We have now generated a resistome profile for each sample, using only full-length ARG sequences (present in the ARG-ANNOT database). We can sum rural/urban resistome profiles with a little bash loop to combine reports:
```bash
while read -r line
do
ID=$(echo $line | cut -f1 -d ' ')
status=$(echo $line | cut -f2 -d ' ')
if [ -s $ID.report ]
then
cat $ID.report >> combined-profiles.$status.tsv
fi
done < samples.txt
wc -l combined-profiles.*
```
The number of ARGs found isn't very large and the difference between rural and urban isn't that big... Let's take a look at the coverage plots in the `./groot-plots` folder.
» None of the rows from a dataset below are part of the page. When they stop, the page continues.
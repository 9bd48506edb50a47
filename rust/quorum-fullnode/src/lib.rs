//! A client SDK for the REST API exposed by a QuoRum FullNode. The node owns
//! all chain semantics (consensus, sync, validation); this crate only builds
//! authorized HTTP requests, shapes content payloads and deserializes the
//! node's JSON responses.

#[macro_use]
extern crate tracing as extern_tracing;

pub mod api;
pub mod client;
pub mod data;
pub mod error;
pub mod feed;
pub mod tracing;

pub use api::FullNode;
pub use client::HttpClient;
pub use error::FullNodeError;
use anyhow::Result;

use crate::api::data::AsQuery;

/// The query parameters accepted by the group seed route
#[derive(Debug, Default)]
pub struct SeedParameters {
    /// Ask the node to embed its chain API URL in the seed it returns
    pub include_chain_url: bool,
}

impl AsQuery for SeedParameters {
    fn as_query(&self) -> Result<Option<String>> {
        Ok(self
            .include_chain_url
            .then(|| "include_chain_url=true".to_owned()))
    }
}
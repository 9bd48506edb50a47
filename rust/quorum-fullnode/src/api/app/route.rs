use crate::api::route::RouteSignature;
use crate::app_route_display;
use crate::data::GroupId;

/// The version of the application API represented by this module
pub const API_VERSION: &str = "v1";

/// An enum whose variants represent the routes of the node's application API,
/// mounted under `/app`
pub enum Route {
    /// Issue a new auth token; nodes only allow this from localhost
    CreateToken,
    /// Trade a valid token for a fresh one
    RefreshToken,
    ListToken,
    RevokeToken,
    RemoveToken,
    /// Page through the decoded content index of a group
    GroupContent(GroupId),
}

app_route_display!(Route);

impl RouteSignature for Route {
    fn to_fragment(&self) -> String {
        match self {
            Route::CreateToken => "token/create".into(),
            Route::RefreshToken => "token/refresh".into(),
            Route::ListToken => "token/list".into(),
            Route::RevokeToken => "token/revoke".into(),
            Route::RemoveToken => "token/remove".into(),
            Route::GroupContent(group_id) => format!("group/{group_id}/content"),
        }
    }

    fn api_version(&self) -> &str {
        API_VERSION
    }
}
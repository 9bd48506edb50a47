mod data;
mod route;

pub use data::*;
pub use route::*;
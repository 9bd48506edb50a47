//! Payload constructors for the activity-stream shaped content trxs that feed
//! apps exchange over a group: posts, replies, likes, profiles and the app
//! config presets a freshly created group usually wants. The results are
//! plain JSON values suitable for [crate::FullNode::post_content].

use base64::{engine::general_purpose::STANDARD, Engine as _};
use chrono::Utc;
use serde_json::{json, Value};
use uuid::Uuid;

use crate::{
    data::{AppConfigUpdate, ConfigAction},
    error::FullNodeError,
};

/// The chain rejects content trxs whose images exceed this total size
pub const IMAGE_MAX_TOTAL_BYTES: usize = 200 * 1024;

/// Feed apps render at most this many images per post
pub const IMAGE_MAX_COUNT: usize = 4;

/// One image attachment. The name and media type are optional; missing names
/// are generated and missing media types sniffed from the content bytes.
#[derive(Debug, Clone)]
pub struct MediaInput {
    pub name: Option<String>,
    pub media_type: Option<String>,
    pub content: Vec<u8>,
}

impl MediaInput {
    pub fn new(content: Vec<u8>) -> Self {
        MediaInput {
            name: None,
            media_type: None,
            content,
        }
    }

    pub fn named(mut self, name: impl Into<String>) -> Self {
        self.name = Some(name.into());
        self
    }

    pub fn typed(mut self, media_type: impl Into<String>) -> Self {
        self.media_type = Some(media_type.into());
        self
    }

    fn resolved_media_type(&self) -> String {
        self.media_type
            .clone()
            .or_else(|| sniff_media_type(&self.content).map(String::from))
            .unwrap_or_else(|| "application/octet-stream".into())
    }

    fn resolved_name(&self, media_type: &str) -> String {
        self.name.clone().unwrap_or_else(|| {
            format!(
                "{}-{}.{}",
                Uuid::new_v4(),
                Utc::now().format("%Y-%m-%d"),
                extension_for(media_type)
            )
        })
    }
}

fn sniff_media_type(content: &[u8]) -> Option<&'static str> {
    if content.starts_with(&[0x89, b'P', b'N', b'G']) {
        Some("image/png")
    } else if content.starts_with(&[0xff, 0xd8, 0xff]) {
        Some("image/jpeg")
    } else if content.starts_with(b"GIF8") {
        Some("image/gif")
    } else if content.starts_with(b"RIFF") && content.get(8..12) == Some(b"WEBP") {
        Some("image/webp")
    } else {
        None
    }
}

fn extension_for(media_type: &str) -> &str {
    media_type.strip_prefix("image/").unwrap_or("bin")
}

/// Render image attachments into the `{name, mediaType, content}` objects the
/// content schema expects. Anything past [IMAGE_MAX_COUNT] images is dropped;
/// payloads over the chain's total size limit are refused since a client
/// cannot recompress them on the node's behalf.
fn pack_images(images: &[MediaInput]) -> Result<Vec<Value>, FullNodeError> {
    let images = &images[..images.len().min(IMAGE_MAX_COUNT)];

    let total_bytes: usize = images.iter().map(|image| image.content.len()).sum();
    if total_bytes > IMAGE_MAX_TOTAL_BYTES {
        return Err(FullNodeError::ParamValue(format!(
            "images total {total_bytes} bytes, more than the {IMAGE_MAX_TOTAL_BYTES} the chain accepts"
        )));
    }

    Ok(images
        .iter()
        .map(|image| {
            let media_type = image.resolved_media_type();
            json!({
                "name": image.resolved_name(&media_type),
                "mediaType": media_type,
                "content": STANDARD.encode(&image.content),
            })
        })
        .collect())
}

fn note_object(
    content: &str,
    images: &[MediaInput],
    name: Option<&str>,
    post_id: Option<&str>,
) -> Result<Value, FullNodeError> {
    if content.is_empty() {
        return Err(FullNodeError::ParamValue("content is empty".into()));
    }

    let mut object = json!({
        "type": "Note",
        "content": content,
    });

    if !images.is_empty() {
        object["image"] = Value::Array(pack_images(images)?);
    }

    if let Some(name) = name {
        object["name"] = json!(name);
    }

    object["id"] = json!(post_id
        .map(str::to_owned)
        .unwrap_or_else(|| Uuid::new_v4().to_string()));

    Ok(object)
}

/// A new post. A fresh UUID is assigned when no `post_id` is given.
pub fn new_post(
    content: &str,
    images: &[MediaInput],
    post_id: Option<&str>,
    name: Option<&str>,
) -> Result<Value, FullNodeError> {
    Ok(json!({
        "type": "Create",
        "object": note_object(content, images, name, post_id)?,
    }))
}

pub fn del_post(post_id: &str) -> Value {
    json!({ "type": "Delete", "object": { "type": "Note", "id": post_id } })
}

/// Replace the body of an existing post
pub fn edit_post(
    post_id: &str,
    content: &str,
    images: &[MediaInput],
    name: Option<&str>,
) -> Result<Value, FullNodeError> {
    let mut result = note_object(content, images, name, None)?;

    if let Some(object) = result.as_object_mut() {
        object.remove("id");
    }

    Ok(json!({
        "type": "Update",
        "object": { "type": "Note", "id": post_id },
        "result": result,
    }))
}

/// A comment on another post
pub fn reply(
    content: &str,
    images: &[MediaInput],
    reply_id: &str,
    post_id: Option<&str>,
    name: Option<&str>,
) -> Result<Value, FullNodeError> {
    let mut object = note_object(content, images, name, post_id)?;
    object["inreplyto"] = json!({ "type": "Note", "id": reply_id });

    Ok(json!({ "type": "Create", "object": object }))
}

pub fn like(post_id: &str) -> Value {
    json!({ "type": "Like", "object": { "type": "Note", "id": post_id } })
}

pub fn undo_like(post_id: &str) -> Value {
    json!({ "type": "Undo", "object": like(post_id) })
}

pub fn dislike(post_id: &str) -> Value {
    json!({ "type": "Dislike", "object": { "type": "Note", "id": post_id } })
}

pub fn undo_dislike(post_id: &str) -> Value {
    json!({ "type": "Undo", "object": dislike(post_id) })
}

/// Update the profile describing `addr`; at least one of a display name or an
/// avatar is required
pub fn profile(
    name: Option<&str>,
    avatar: Option<&MediaInput>,
    addr: &str,
) -> Result<Value, FullNodeError> {
    if name.is_none() && avatar.is_none() {
        return Err(FullNodeError::ParamValue("name and avatar are empty".into()));
    }

    let mut object = json!({
        "type": "Profile",
        "describes": { "type": "Person", "id": addr },
    });

    if let Some(name) = name {
        object["name"] = json!(name);
    }

    if let Some(avatar) = avatar {
        object["image"] = Value::Array(pack_images(std::slice::from_ref(avatar))?);
    }

    Ok(json!({ "type": "Create", "object": object }))
}

pub fn follow(addr: &str) -> Value {
    json!({ "type": "Follow", "object": { "type": "Person", "id": addr } })
}

pub fn unfollow(addr: &str) -> Value {
    json!({ "type": "Undo", "object": follow(addr) })
}

pub fn block(addr: &str) -> Value {
    json!({ "type": "Block", "object": { "type": "Person", "id": addr } })
}

pub fn unblock(addr: &str) -> Value {
    json!({ "type": "Undo", "object": block(addr) })
}

/// Initialize the group icon app config entry; the icon is embedded as a
/// `data:` URI
pub fn group_icon(icon: &MediaInput) -> Result<AppConfigUpdate, FullNodeError> {
    if icon.content.len() > IMAGE_MAX_TOTAL_BYTES {
        return Err(FullNodeError::ParamValue(format!(
            "icon is {} bytes, more than the {IMAGE_MAX_TOTAL_BYTES} the chain accepts",
            icon.content.len()
        )));
    }

    let media_type = icon.resolved_media_type();
    let value = format!("data:{};base64,{}", media_type, STANDARD.encode(&icon.content));

    Ok(AppConfigUpdate {
        name: "group_icon".into(),
        kind: "string".into(),
        value,
        action: ConfigAction::Add,
        memo: Some("init group icon".into()),
    })
}

/// Initialize the group description app config entry
pub fn group_desc(desc: &str) -> AppConfigUpdate {
    AppConfigUpdate {
        name: "group_desc".into(),
        kind: "string".into(),
        value: desc.to_owned(),
        action: ConfigAction::Add,
        memo: Some("init group desc".into()),
    }
}

/// Initialize the group announcement app config entry
pub fn group_announcement(announcement: &str) -> AppConfigUpdate {
    AppConfigUpdate {
        name: "group_announcement".into(),
        kind: "string".into(),
        value: announcement.to_owned(),
        action: ConfigAction::Add,
        memo: Some("init group announcement".into()),
    }
}

/// Initialize the group default permission app config entry; the node only
/// understands `WRITE` and `READ`
pub fn group_default_permission(permission: &str) -> Result<AppConfigUpdate, FullNodeError> {
    let permission = permission.to_uppercase();

    if permission != "WRITE" && permission != "READ" {
        return Err(FullNodeError::ParamValue(
            "default_permission must be one of WRITE, READ".into(),
        ));
    }

    Ok(AppConfigUpdate {
        name: "group_default_permission".into(),
        kind: "string".into(),
        value: permission,
        action: ConfigAction::Add,
        memo: Some("init group default permission".into()),
    })
}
For example:
![coplot](_static/cov-plot.png)
We can see that the 5' and 3' ends of the genes have low coverage compared to the rest of each gene. The way GROOT works by default is to seed reads covering only the ARGs in the database. So reads that only partially cover a gene (at the 5' and 3' ends) are unlikely to seed. In low coverage samples, which are samples are likely to be, this means that we may not annotate some ARGs using the default settings.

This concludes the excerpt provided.